WHAT YOU WILL DO
Whether an entry is long or short, retype it exactly.

++++ WORKING DATA ++++

//! Trip planning: routes, range, stations and amenities.
//!
//! A search fetches every alternative route, then searches each route for
//! charging stations. Amenities are looked up later, for one station at a
//! time, against the routes stored from a previous search.

use serde::Serialize;
use tracing::info;

use crate::domain::{NearbyAmenities, RouteCandidate, Station, StoredRoute, VehicleCatalog};
use crate::google::{DirectionsProvider, PlacesProvider, convert_directions};
use crate::ocm::RegistryProvider;
use crate::sources::{GooglePlacesSource, OcmSource};

use super::aggregate::StationAggregator;
use super::amenities::AmenityLookup;
use super::config::PlannerConfig;
use super::error::PlannerError;

/// Request for a trip search.
#[derive(Debug, Clone)]
pub struct TripRequest {
    pub origin: String,
    pub destination: String,
    pub vehicle_model: String,
    /// Battery level, 0 to 100.
    pub battery_percent: u8,
}

impl TripRequest {
    /// Create a new trip request.
    pub fn new(
        origin: impl Into<String>,
        destination: impl Into<String>,
        vehicle_model: impl Into<String>,
        battery_percent: u8,
    ) -> Self {
        Self {
            origin: origin.into(),
            destination: destination.into(),
            vehicle_model: vehicle_model.into(),
            battery_percent,
        }
    }

    /// Check that both ends of the trip are given.
    pub fn validate(&self) -> Result<(), PlannerError> {
        if self.origin.trim().is_empty() {
            return Err(PlannerError::MissingLocation("origin"));
        }
        if self.destination.trim().is_empty() {
            return Err(PlannerError::MissingLocation("destination"));
        }
        Ok(())
    }
}

/// Result of a trip search.
#[derive(Debug, Clone, Serialize)]
pub struct TripPlan {
    /// Range achievable with the current battery, km.
    pub estimated_range_km: f64,

    /// Every alternative route, each with its stations.
    pub routes: Vec<RouteCandidate>,
}

/// A station and what is around it.
#[derive(Debug, Clone, Serialize)]
pub struct StationAmenities {
    pub station: Station,
    pub amenities: NearbyAmenities,
}

/// Plans EV trips against a directions provider and two station sources.
#[derive(Debug, Clone)]
pub struct TripPlanner<D, P, R> {
    directions: D,
    stations: StationAggregator<GooglePlacesSource<P>, OcmSource<R>>,
    amenities: AmenityLookup<P>,
    vehicles: VehicleCatalog,
}

impl<D, P, R> TripPlanner<D, P, R>
where
    D: DirectionsProvider,
    P: PlacesProvider + Clone,
    R: RegistryProvider,
{
    /// Create a planner with the built-in vehicle catalog.
    ///
    /// The places provider serves both station search and amenity lookup.
    pub fn new(directions: D, places: P, registry: R, config: PlannerConfig) -> Self {
        Self {
            directions,
            stations: StationAggregator::new(
                GooglePlacesSource::new(places.clone()),
                OcmSource::new(registry),
                config,
            ),
            amenities: AmenityLookup::new(places),
            vehicles: VehicleCatalog::default(),
        }
    }

    /// Replace the vehicle catalog.
    pub fn with_vehicles(mut self, vehicles: VehicleCatalog) -> Self {
        self.vehicles = vehicles;
        self
    }

    /// The supported vehicles.
    pub fn vehicles(&self) -> &VehicleCatalog {
        &self.vehicles
    }

    /// Fetch every alternative route between two places, without stations.
    pub async fn fetch_routes(
        &self,
        origin: &str,
        destination: &str,
    ) -> Result<Vec<RouteCandidate>, PlannerError> {
        let response = self
            .directions
            .directions(origin, destination)
            .await
            .map_err(|e| PlannerError::RouteUnavailable {
                reason: e.to_string(),
            })?;

        convert_directions(&response).map_err(|e| PlannerError::RouteUnavailable {
            reason: e.to_string(),
        })
    }

    /// Plan a trip.
    ///
    /// The vehicle and battery level are checked before any provider is
    /// called. Routes are searched for stations one after another.
    pub async fn search(&self, request: &TripRequest) -> Result<TripPlan, PlannerError> {
        request.validate()?;
        let estimated_range_km = self
            .vehicles
            .estimate_range(&request.vehicle_model, request.battery_percent)?;

        let mut routes = self
            .fetch_routes(&request.origin, &request.destination)
            .await?;

        for route in &mut routes {
            route.stations = self.stations.stations_along(&route.waypoints).await;
        }

        info!(
            origin = %request.origin,
            destination = %request.destination,
            routes = routes.len(),
            stations = routes.iter().map(|r| r.stations.len()).sum::<usize>(),
            estimated_range_km,
            "trip search complete"
        );

        Ok(TripPlan {
            estimated_range_km,
            routes,
        })
    }

    /// Amenities around one station of a previously searched route.
    ///
    /// `route_id` and `station_index` are positions in `routes` and in that
    /// route's station list.
    pub async fn station_amenities(
        &self,
        routes: &[StoredRoute],
        route_id: usize,
        station_index: usize,
    ) -> Result<StationAmenities, PlannerError> {
        let route = routes.get(route_id).ok_or(PlannerError::RouteNotFound {
            route_id,
            available: routes.len(),
        })?;
        let station = route
            .stations
            .get(station_index)
            .ok_or(PlannerError::StationNotFound {
                route_id,
                station_index,
            })?;

        let amenities = self.amenities.around(station).await;
        info!(station = %station.name, amenities = amenities.len(), "amenity lookup complete");

        Ok(StationAmenities {
            station: station.clone(),
            amenities,
        })
    }
}

#[cfg(test)]
#[path = "trip_tests.rs"]
mod tests;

++++

RESULT
//! Trip planning: routes, range, stations and amenities.
//!
//! A search fetches every alternative route, then searches each route for
//! charging stations. Amenities are looked up later, for one station at a
//! time, against the routes stored from a previous search.

use serde::Serialize;
use tracing::info;

use crate::domain::{NearbyAmenities, RouteCandidate, Station, StoredRoute, VehicleCatalog};
use crate::google::{DirectionsProvider, PlacesProvider, convert_directions};
use crate::ocm::RegistryProvider;
use crate::sources::{GooglePlacesSource, OcmSource};

use super::aggregate::StationAggregator;
use super::amenities::AmenityLookup;
use super::config::PlannerConfig;
use super::error::PlannerError;

/// Request for a trip search.
#[derive(Debug, Clone)]
pub struct TripRequest {
    pub origin: String,
    pub destination: String,
    pub vehicle_model: String,
    /// Battery level, 0 to 100.
    pub battery_percent: u8,
}

impl TripRequest {
    /// Create a new trip request.
    pub fn new(
        origin: impl Into<String>,
        destination: impl Into<String>,
        vehicle_model: impl Into<String>,
        battery_percent: u8,
    ) -> Self {
        Self {
            origin: origin.into(),
            destination: destination.into(),
            vehicle_model: vehicle_model.into(),
            battery_percent,
        }
    }

    /// Check that both ends of the trip are given.
    pub fn validate(&self) -> Result<(), PlannerError> {
        if self.origin.trim().is_empty() {
            return Err(PlannerError::MissingLocation("origin"));
        }
        if self.destination.trim().is_empty() {
            return Err(PlannerError::MissingLocation("destination"));
        }
        Ok(())
    }
}

/// Result of a trip search.
#[derive(Debug, Clone, Serialize)]
pub struct TripPlan {
    /// Range achievable with the current battery, km.
    pub estimated_range_km: f64,

    /// Every alternative route, each with its stations.
    pub routes: Vec<RouteCandidate>,
}

/// A station and what is around it.
#[derive(Debug, Clone, Serialize)]
pub struct StationAmenities {
    pub station: Station,
    pub amenities: NearbyAmenities,
}

/// Plans EV trips against a directions provider and two station sources.
#[derive(Debug, Clone)]
pub struct TripPlanner<D, P, R> {
    directions: D,
    stations: StationAggregator<GooglePlacesSource<P>, OcmSource<R>>,
    amenities: AmenityLookup<P>,
    vehicles: VehicleCatalog,
}

impl<D, P, R> TripPlanner<D, P, R>
where
    D: DirectionsProvider,
    P: PlacesProvider + Clone,
    R: RegistryProvider,
{
    /// Create a planner with the built-in vehicle catalog.
    ///
    /// The places provider serves both station search and amenity lookup.
    pub fn new(directions: D, places: P, registry: R, config: PlannerConfig) -> Self {
        Self {
            directions,
            stations: StationAggregator::new(
                GooglePlacesSource::new(places.clone()),
                OcmSource::new(registry),
                config,
            ),
            amenities: AmenityLookup::new(places),
            vehicles: VehicleCatalog::default(),
        }
    }

    /// Replace the vehicle catalog.
    pub fn with_vehicles(mut self, vehicles: VehicleCatalog) -> Self {
        self.vehicles = vehicles;
        self
    }

    /// The supported vehicles.
    pub fn vehicles(&self) -> &VehicleCatalog {
        &self.vehicles
    }

    /// Fetch every alternative route between two places, without stations.
    pub async fn fetch_routes(
        &self,
        origin: &str,
        destination: &str,
    ) -> Result<Vec<RouteCandidate>, PlannerError> {
        let response = self
            .directions
            .directions(origin, destination)
            .await
            .map_err(|e| PlannerError::RouteUnavailable {
                reason: e.to_string(),
            })?;

        convert_directions(&response).map_err(|e| PlannerError::RouteUnavailable {
            reason: e.to_string(),
        })
    }

    /// Plan a trip.
    ///
    /// The vehicle and battery level are checked before any provider is
    /// called. Routes are searched for stations one after another.
    pub async fn search(&self, request: &TripRequest) -> Result<TripPlan, PlannerError> {
        request.validate()?;
        let estimated_range_km = self
            .vehicles
            .estimate_range(&request.vehicle_model, request.battery_percent)?;

        let mut routes = self
            .fetch_routes(&request.origin, &request.destination)
            .await?;

        for route in &mut routes {
            route.stations = self.stations.stations_along(&route.waypoints).await;
        }

        info!(
            origin = %request.origin,
            destination = %request.destination,
            routes = routes.len(),
            stations = routes.iter().map(|r| r.stations.len()).sum::<usize>(),
            estimated_range_km,
            "trip search complete"
        );

        Ok(TripPlan {
            estimated_range_km,
            routes,
        })
    }

    /// Amenities around one station of a previously searched route.
    ///
    /// `route_id` and `station_index` are positions in `routes` and in that
    /// route's station list.
    pub async fn station_amenities(
        &self,
        routes: &[StoredRoute],
        route_id: usize,
        station_index: usize,
    ) -> Result<StationAmenities, PlannerError> {
        let route = routes.get(route_id).ok_or(PlannerError::RouteNotFound {
            route_id,
            available: routes.len(),
        })?;
        let station = route
            .stations
            .get(station_index)
            .ok_or(PlannerError::StationNotFound {
                route_id,
                station_index,
            })?;

        let amenities = self.amenities.around(station).await;
        info!(station = %station.name, amenities = amenities.len(), "amenity lookup complete");

        Ok(StationAmenities {
            station: station.clone(),
            amenities,
        })
    }
}

#[cfg(test)]
#[path = "trip_tests.rs"]
mod tests;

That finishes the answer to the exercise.